Conductance-Repair Evidence Graphs for Prospective Security Retrieval

2026-07-07 04:00

arXiv:2607.04070v1 Announce Type: cross Abstract: Security retrieval is often evaluated as ranking over complete evidence, but operational triage is prospective: CVE descriptions, weakness metadata, fix commits, EPSS scores, KEV membership, validation-vector metadata, and side-channel benchmark routes arrive through separate channels, and many are missing, delayed, poisoned, or visible only after the decision time. We introduce conductance-repair evidence graphs, a timestamped framework in which retrieval is performed over a temporal admissibility mask and missing channels are widened by a deterministic graph-flow recurrence rather than by a learned predictor. The method emits a repair certificate recording source probes, decision time, withheld edges, repaired channels, forbidden post-decision edges, backend availability, numerical deviation, and verifier results.
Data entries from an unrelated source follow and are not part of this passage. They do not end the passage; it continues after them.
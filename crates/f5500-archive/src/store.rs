//! Version-keyed archive store
//!
//! Directory layout:
//! ```text
//! {root}/
//! ├── {YYYY-MM-DD}/                      # version folder
//! │   ├── {schedule}_{year}_{modality}.zip
//! │   └── *.zip.tmp                      # in-flight write (never a stored artifact)
//! └── ...
//! ```
//!
//! At most one container per key per version folder (file name uniqueness).
//! Cross-version duplicates are allowed here and removed by the reconciler.

use std::fmt;
use std::fs;
use std::io::{self, Write};
use std::path::{Path, PathBuf};

use serde::Serialize;

use crate::error::{ArchiveError, Result};
use crate::hash;
use crate::key::{ArtifactKey, CONTAINER_EXTENSION};
use crate::version::Version;

/// Suffix of in-flight writes.
const TMP_SUFFIX: &str = ".tmp";
const TMP_EXTENSION: &str = "tmp";

/// Result of [`ArchiveStore::put`].
#[derive(Debug, Clone, Copy, PartialEq, Eq, Serialize)]
#[serde(rename_all = "lowercase")]
pub enum WriteOutcome {
    /// No container existed for this key and version; written.
    Created,
    /// A container existed and overwrite was off; nothing written.
    Unchanged,
    /// A container existed and was atomically replaced.
    Overwritten,
}

impl fmt::Display for WriteOutcome {
    fn fmt(&self, f: &mut fmt::Formatter<'_>) -> fmt::Result {
        f.write_str(match self {
            Self::Created => "created",
            Self::Unchanged => "unchanged",
            Self::Overwritten => "overwritten",
        })
    }
}

/// A container persisted for one key under one version.
#[derive(Debug, Clone, PartialEq, Eq)]
pub struct StoredArtifact {
    pub key: ArtifactKey,
    pub version: Version,
    pub path: PathBuf,
}

/// A directory under the root whose name parses as a date.
#[derive(Debug, Clone, PartialEq, Eq)]
pub struct VersionFolder {
    pub version: Version,
    /// Directory name as found on disk.
    pub name: String,
    pub path: PathBuf,
    /// `.zip` file names inside, sorted.
    pub artifacts: Vec<String>,
    /// Anything else inside except `.tmp` leftovers, sorted. Such a folder
    /// is never pruned.
    pub foreign: Vec<String>,
}

impl VersionFolder {
    pub fn contains(&self, file_name: &str) -> bool {
        self.artifacts.iter().any(|a| a == file_name)
    }

    /// Whether the name is the canonical `YYYY-MM-DD` spelling of its date.
    pub fn is_canonical(&self) -> bool {
        self.name == self.version.folder_name()
    }

    /// Total order used for "most recent": date first, then the canonical
    /// spelling, then folder name.
    pub(crate) fn recency(&self) -> (Version, bool, &str) {
        (self.version, self.is_canonical(), &self.name)
    }
}

/// Summary of a stored artifact for listing.
#[derive(Debug, Serialize)]
pub struct StoreEntry {
    pub key: ArtifactKey,
    pub version: Version,
    pub size_bytes: u64,
    pub content_hash: String,
    pub path: PathBuf,
}

/// Date-versioned archive rooted at a directory.
#[derive(Debug, Clone)]
pub struct ArchiveStore {
    root: PathBuf,
}

impl ArchiveStore {
    /// Create a store rooted at `root`, creating the directory if needed.
    pub fn new(root: &Path) -> Result<Self> {
        fs::create_dir_all(root).map_err(|e| ArchiveError::write(root, e))?;
        Ok(Self::open(root))
    }

    /// Store handle without touching the filesystem. A missing root reads as empty.
    pub fn open(root: &Path) -> Self {
        Self {
            root: root.to_path_buf(),
        }
    }

    pub fn root(&self) -> &Path {
        &self.root
    }

    pub fn version_dir(&self, version: Version) -> PathBuf {
        self.root.join(version.folder_name())
    }

    /// `{root}/{version}/{key}.zip`
    pub fn artifact_path(&self, key: &ArtifactKey, version: Version) -> PathBuf {
        self.version_dir(version).join(key.file_name())
    }

    pub fn contains(&self, key: &ArtifactKey, version: Version) -> bool {
        self.artifact_path(key, version).is_file()
    }

    /// Persist `bytes` as the container for `key` under `version`.
    ///
    /// Creates the root and version folder on demand. Existing containers
    /// are left alone unless `overwrite` is set, in which case they are
    /// replaced via write-then-rename so no truncated file is ever visible.
    pub fn put(
        &self,
        key: &ArtifactKey,
        version: Version,
        bytes: &[u8],
        overwrite: bool,
    ) -> Result<WriteOutcome> {
        let dir = self.version_dir(version);
        if !dir.is_dir() {
            log::debug!("creating version folder {}", dir.display());
            fs::create_dir_all(&dir).map_err(|e| ArchiveError::write(&dir, e))?;
        }

        let target = dir.join(key.file_name());
        let outcome = if !target.exists() {
            WriteOutcome::Created
        } else if overwrite {
            WriteOutcome::Overwritten
        } else {
            log::info!("{key}: already archived under {version}, no changes made");
            return Ok(WriteOutcome::Unchanged);
        };

        write_atomic(&target, bytes)?;
        log::info!("{key}: {outcome} under {version} ({} bytes)", bytes.len());
        Ok(outcome)
    }

    /// All version folders, oldest first (ties ordered by folder name).
    ///
    /// Directories whose names are not dates are not version folders and
    /// are skipped, as are plain files at the root.
    pub fn scan(&self) -> Result<Vec<VersionFolder>> {
        let entries = match fs::read_dir(&self.root) {
            Ok(entries) => entries,
            Err(e) if e.kind() == io::ErrorKind::NotFound => return Ok(Vec::new()),
            Err(e) => return Err(ArchiveError::io(&self.root, e)),
        };

        let mut folders = Vec::new();
        for entry in entries {
            let entry = entry.map_err(|e| ArchiveError::io(&self.root, e))?;
            let path = entry.path();
            if !path.is_dir() {
                continue;
            }
            let Some(name) = entry.file_name().to_str().map(str::to_string) else {
                continue;
            };
            let Some(version) = Version::from_folder_name(&name) else {
                log::debug!("skipping non-version folder {name}");
                continue;
            };
            let (artifacts, foreign) = folder_contents(&path)?;
            folders.push(VersionFolder {
                version,
                name,
                path,
                artifacts,
                foreign,
            });
        }

        folders.sort_by(|a, b| a.recency().cmp(&b.recency()));
        Ok(folders)
    }

    /// List every stored artifact, sorted by key then version.
    pub fn list(&self) -> Result<Vec<StoreEntry>> {
        let mut entries = Vec::new();
        for folder in self.scan()? {
            for file_name in &folder.artifacts {
                let key = match ArtifactKey::from_file_name(file_name) {
                    Ok(key) => key,
                    Err(e) => {
                        log::warn!("skipping {}/{file_name}: {e}", folder.name);
                        continue;
                    }
                };
                let path = folder.path.join(file_name);
                let size_bytes = fs::metadata(&path)
                    .map_err(|e| ArchiveError::io(&path, e))?
                    .len();
                let content_hash = hash::hash_file(&path)
                    .map(|h| hash::short_hash(&h))
                    .map_err(|e| ArchiveError::io(&path, e))?;
                entries.push(StoreEntry {
                    key,
                    version: folder.version,
                    size_bytes,
                    content_hash,
                    path,
                });
            }
        }

        entries.sort_by(|a, b| (&a.key, a.version).cmp(&(&b.key, b.version)));
        Ok(entries)
    }

    /// Remove `.tmp` files left by interrupted writes. Returns how many were removed.
    pub fn cleanup_tmp(&self) -> Result<usize> {
        let pattern = self.root.join("*").join(format!("*{TMP_SUFFIX}"));
        let pattern_str = pattern.to_string_lossy();

        let mut count = 0;
        for path in glob::glob(&pattern_str)
            .map_err(|e| ArchiveError::io(&self.root, io::Error::other(e)))?
            .filter_map(|p| p.ok())
            .filter(|p| p.is_file())
        {
            log::info!("removing stale tmp {}", path.display());
            fs::remove_file(&path).map_err(|e| ArchiveError::io(&path, e))?;
            count += 1;
        }
        Ok(count)
    }
}

/// Entries directly inside `dir`, split into `.zip` containers and
/// foreign entries. Stale `.tmp` files belong to neither.
fn folder_contents(dir: &Path) -> Result<(Vec<String>, Vec<String>)> {
    let mut containers = Vec::new();
    let mut foreign = Vec::new();
    for entry in fs::read_dir(dir).map_err(|e| ArchiveError::io(dir, e))? {
        let entry = entry.map_err(|e| ArchiveError::io(dir, e))?;
        let path = entry.path();
        let name = entry.file_name().to_string_lossy().into_owned();
        let has_ext = |ext: &str| path.is_file() && path.extension().is_some_and(|e| e == ext);

        if has_ext(CONTAINER_EXTENSION) {
            containers.push(name);
        } else if !has_ext(TMP_EXTENSION) {
            foreign.push(name);
        }
    }
    containers.sort();
    foreign.sort();
    Ok((containers, foreign))
}

/// Write to `{target}.tmp`, fsync, then rename over `target`.
fn write_atomic(target: &Path, bytes: &[u8]) -> Result<()> {
    let mut tmp_name = target.as_os_str().to_owned();
    tmp_name.push(TMP_SUFFIX);
    let tmp = PathBuf::from(tmp_name);

    let written = fs::File::create(&tmp).and_then(|mut f| {
        f.write_all(bytes)?;
        f.sync_all()
    });
    if let Err(e) = written {
        let _ = fs::remove_file(&tmp);
        return Err(ArchiveError::write(&tmp, e));
    }

    fs::rename(&tmp, target).map_err(|e| {
        let _ = fs::remove_file(&tmp);
        ArchiveError::write(target, e)
    })
}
The theoretical layer gives an adaptive \(\lceil\log_2 N\rceil\) lower bound for missing-channel identification, an NP-hardness result for minimum harmful repair, and a fixed-parameter certified search bound for \(q\) questionable channels. The current artifact materializes 30 deduplicated public security records, 57 terms, and 58 withheld admissible document-term edges. Under random edge withholding, conductance repair changes recall@\(k\) from 0.017 to 0.069 and average precision from 0.062 to 0.060, while a synthetic security fixture improves recall@\(k\) from 0.055 to 0.099; the public AP drop exposes a limit of broad admissible repair under random edge corruption. The implementation benchmarks the same flow/SVD/einsum kernel under NumPy, PyTorch, JAX, and TensorFlow when available, recording unavailable backends rather than silently substituting them. BBBC019 and LIVECell metadata are retained only as structural controls for sparse evolving source channels, with no clinical or biological performance claim.